Kabeaushé kommt aus Kenia
Kabeaushé kommt aus Kenia und verbindet einen wilden stilistischen Popmusik-Mix mit transformativer Performance.zum Donaufestival
Edwin Maina

In der populären Musik ist es seit ihrem Ursprung eine gängige Praxis, sich über die Abgrenzung zu definieren. Die Sache funktioniert vorzugsweise einseitig. Ausgeschlossen sein bedeutet, die eigene Position zu behaupten und mit ihr schließlich Anteilnahme und Zugehörigkeit zu behaupten. Sie schließen uns aus, wir wollen rein.

Das heurige Donaufestival verwendet diesbezüglich die gängige und spätestens seit Ziggy Stardusts Zeiten etablierte Begrifflichkeit des Aliens. Das keinesfalls außerirdisch definierte Fremde wird manifestiert, um eine wenn auch lose behauptete Zusammengehörigkeit zu schaffen. Deren Ausgang muss und soll offen bleiben. Innerhalb dieses Postulats bleiben die Ausgänge und Synergien also volatil, um ein Modewort zu bemühen.

Deshalb ist das heurige Festivalmotto Community of Aliens ebenso zeitlos wie zwingend. Speziell musikalisch bleibt man dem Prinzip der ausfransenden Ränder verpflichtet. Neben obligaten publikumsaffinen Headlinern wie The Jesus and Mary Chain oder Autechre, die beide vor gut 40 Jahren angetreten sind, um dieses Außenseitertum mit bewussten Regelbrüchen der Süßlichkeit von Popmusik mit kreischenden Gitarrenfeedbacks (19. 4.) oder der Harschheit irregeleiteter Computerprogramme zu begegnen (27. 4.), geht das Donaufestival deshalb bewusst und verstärkt an die Außenstellen globalisierter Popmusik. Afrika, der wundersame unbekannte Kontinent, bildet dabei einen Schwerpunkt.

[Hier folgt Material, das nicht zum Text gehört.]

#[cfg(test)]
mod tests {
    use super::*;

    #[test]
    fn normalize_title_is_idempotent() {
        let title = "2025년도 AI 플랫폼 기술개발 지원사업 (2차)";
        let once = normalize_title(title);
        let twice = normalize_title(&once);
        assert_eq!(once, twice);
    }

    #[test]
    fn normalize_title_strips_year_prefix_and_parens() {
        let normalized = normalize_title("2025년 스마트팜 기술개발 (1차공고)");
        assert!(!normalized.contains("2025"));
        assert!(!normalized.contains("1차공고"));
    }

    #[test]
    fn empty_program_list_returns_empty() {
        use crate::models::*;
        let org = Organization {
            id: Id::from("o1"),
            name: "x".to_string(),
            org_type: OrganizationType::Company,
            scale: CompanyScale::Small,
            employees: EmployeeRange::default(),
            revenue: RevenueRange::default(),
            business_structure: BusinessStructure::Corporation,
            industry_sector: None,
            primary_business_domain: None,
            key_technologies: vec![],
            technology_sub_domains: vec![],
            research_focus_areas: vec![],
            description: None,
            trl: None,
            target_research_trl: None,
            rd_experience: false,
            collaboration_count: 0,
            has_research_institute: false,
            certifications: Default::default(),
            government_certifications: Default::default(),
            industry_awards: vec![],
            prior_grant_wins: 0,
            investment_history: vec![],
            commercialization_capabilities: vec![],
            locations: Default::default(),
            excluded_domains: vec![],
            business_established_date: chrono::NaiveDate::from_ymd_opt(2020, 1, 1).unwrap(),
        };
        let result = generate_matches(Some(&org), &[], 10, &FunnelOptions::default(), chrono::NaiveDate::from_ymd_opt(2026, 1, 1).unwrap(), None);
        assert!(result.is_empty());
    }

    #[test]
    fn nil_organization_returns_empty() {
        let result = generate_matches(None, &[], 10, &FunnelOptions::default(), chrono::NaiveDate::from_ymd_opt(2026, 1, 1).unwrap(), None);
        assert!(result.is_empty());
    }

    fn dummy_match(program_id: &str, total_score: f64, eligibility_level: EligibilityLevel) -> MatchScore {
        use crate::models::*;
        MatchScore {
            program_id: Id::from(program_id),
            organization_id: Id::from("o1"),
            total_score,
            eligibility_level,
            needs_manual_review: false,
            reason_codes: vec![],
            gaps: vec![],
            negative_signals: vec![],
            v6_details: MatchBreakdown {
                semantic: SemanticBreakdownOut {
                    domain_relevance: 0.0,
                    capability_fit: 0.0,
                    intent_alignment: 0.0,
                    negative_signals: 0.0,
                    confidence_bonus: 0.0,
                    score: 0.0,
                },
                practical: PracticalBreakdownOut {
                    trl_alignment: 0.0,
                    scale_fit: 0.0,
                    rd_track: 0.0,
                    deadline_urgency: 0.0,
                    certification_bonus: 0.0,
                    score: 0.0,
                },
                application_type: "OPEN_COMPETITION".to_string(),
                algorithm_version: proximity::PROXIMITY_ALGORITHM_VERSION,
            },
            v4_breakdown: V4CompatibleBreakdown {
                keyword_score: 0.0,
                industry_score: 0.0,
                trl_score: 0.0,
                type_score: 0.0,
                rd_score: 0.0,
                deadline_score: 0.0,
            },
        }
    }

    #[test]
    fn equal_scoring_ties_break_on_program_id_regardless_of_input_order() {
        let mut a = vec![
            dummy_match("p2", 50.0, EligibilityLevel::FullyEligible),
            dummy_match("p1", 50.0, EligibilityLevel::FullyEligible),
        ];
        let mut b = vec![
            dummy_match("p1", 50.0, EligibilityLevel::FullyEligible),
            dummy_match("p2", 50.0, EligibilityLevel::FullyEligible),
        ];
        a.sort_by(match_ordering);
        b.sort_by(match_ordering);
        let ids_a: Vec<_> = a.iter().map(|m| m.program_id.to_string()).collect();
        let ids_b: Vec<_> = b.iter().map(|m| m.program_id.to_string()).collect();
        assert_eq!(ids_a, ids_b);
        assert_eq!(ids_a, vec!["p1".to_string(), "p2".to_string()]);
    }
}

Neben für Avantgardefestivals bestens tauglichen Abonnementgästen wie Künstlern und Künstlerinnen vom Wiener Label Ventil um Peter Kutin und Ursula Winterauer, diesmal als Doom-Metal-Band Eaeres vertreten (19. 4.), hört man heuer etwa kosmopolitische Klubmusik der tunesischen Produzentin Deena Abdelwahed, eine kenianische Mischung aus R’n’B und improvisierter Musik von Dawuna, den afrikanischen Dancehall-Act PÖ, die auf Yoruba und Englisch rappende westafrikanische Aunty Rayzor oder den aus Kenia kommenden queeren Prince-Wiedergänger Kabeaushé.

Einen weiteren Höhepunkt des Donaufestivals dürfte neben dem isländisch-australischen Produzenten Ben Frost, der heuer mit zwei Metal-Gitarristen ein Programm namens Scope Neglect präsentiert, das klingt wie Rage Against the Machine instrumental aus dem Proberaum (26. 4.), vor allem der Auftritt dreier älterer Herren der freien Musik aus Australien sein. The Necks, eine der besten Livebands der Welt, präsentieren ihr Album Travel – oder auch etwas ganz anderes.

Das altbewährte transatlantische Technoduo Dopplereffekt arbeitet sich laut Programmheft auch auf der neuen Arbeit Neurotelepathy an der künstlerischen Transgression ab, das man früher als versuchte Schnittstelle von Mensch und Maschine bezeichnete. Gehirn- und Datenströme sollen hier zum Abschluss des Donaufestivals im Viervierteltakt keine Unterschiede mehr erkennbar machen (28. 4.).

Sich textlich selbst zerfleischen

Dazu werden noch einige weitere Highlights angekündigt. Gemeinsam mit dem Solistenensemble Kaleidoskop gibt Gesangstragödin Anika alias Annika Henderson ihre Neufassung des legendären Albums Desertshore von 1970 der von The Velvet Underground bekannten Nico zum Besten (21. 4.). Der britische Produzent Evian Christ, der unter anderem schon für Kanye West produzierte, legt es auf Reizüberflutung im Zeichen von übersteuerter Duracell-Hasen-Ravemusik an (26. 4.).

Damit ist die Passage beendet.